Coming out e sport, cosa dice la psicologia
Un contributo di Diego Polani
Oggi ho trovato online su Nuoto•com un articolo di estremo interesse che può farci ragionare e traghettare verso un pensiero più moderno e meno ipocrita dopo anni di crescita culturale. L’articolo, che consiglio di leggere, è “ Pride 2020: sportivi, com’è difficile il coming out ” e mi ha stimolato alcune considerazioni di carattere strettamente psicologico-sociale.
Si afferma da tempo che tutti dovrebbero sentirsi liberi di fare coming out. Molti, purtroppo, vorrebbero farlo ma evitano, per paura delle reazioni negative; nel mondo sportivo questo è ancora più vero. Nello sport per via della sua concezione storica, e anche per la mentalità della maggior parte delle persone che cercano negli sportivi un cliché da imitare, si pensa che la mascolinità egemone si riproduca e si rinforzi. Uomini e donne spesso si trovano ad essere posti a dover esprimere dei comportamenti spesso esagerati che sono iper-mascolinizzati e iper-femminilizzati per sentirsi ed essere visti come persone adeguate e conformi a quei prototipi dettati e sanciti da una norma non scritta.
L’omosessualità nello sport è quindi considerata ancora un tabù, un tabù molto pesante, presente e difficile da riuscire a gestire anche se, come abbiamo iniziato a vedere, sempre più atleti riescono a vincendo la paura e si dichiarino pubblicamente.

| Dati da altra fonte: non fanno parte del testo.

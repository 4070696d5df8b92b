//! Partitional clustering over feature vectors.

mod kmeans;
mod metrics;

pub use kmeans::{cluster, Cluster, ClusterFit, KMeans};
pub use metrics::{euclidean_distance, inertia, silhouette_score, squared_distance};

Purtroppo l’eteronormatività che si vive nello sport agisce ancora secondo due modalità: da un lato la si vive come una minaccia verso persone “gay” e “lesbiche” dichiarate, ma anche come quella minaccia diretta a coloro che pur se eterosessuali vengono sospettati di essere ”gay” perché hanno comportamenti effeminati, o mascolini, e quindi non aderenti agli stereotipi di “genere”. Quindi questa è una piaga che affligge una grossa percentuale di persone.
Durante i mondiali di calcio 2014, tenutisi in Brasile, l'Alto Commissario delle Nazioni Unite per i diritti umani Navi Pillay rivolse uno storico appello ai calciatori omosessuali nel quale esortava gli stessi a dichiarare senza timore il proprio orientamento con queste parole "Chi è omosessuale lo dichiari. È il modo migliore per aiutare gli omosessuali nel mondo ad essere accettati"
In ambito psicologico e psichiatrico ci sono stati momenti dove l’omosessualità veniva considerata alla stessa stregua di una qualsiasi malattia invalidante e mentale. Aspetto ancora oggi purtroppo assurdamente portato alle cronache da movimenti politici oltranzisti, eppure ricordo che l’Ordine degli Psicologi ha chiaramente affermato che l’omosessualità non è una malattia e non si cura; ha rigettato le famigerate terapie di conversione e riparative, considerandole dannose e lesive.
Quindi sappiamo che il cammino verso il riconoscimento e la successiva accettazione dell’omosessualità non è immune da rischi, fatiche e prese di posizione, ma riuscire a fare coming out alla fine aiuta a far sì che si crei un effetto domino che possa facilitare quello sviluppo di un’identità omosessuale che sia serena e assertiva e diventi un luogo simbolico in cui tutti gli aspetti della personalità possano convivere in maniera integrata e armoniosa.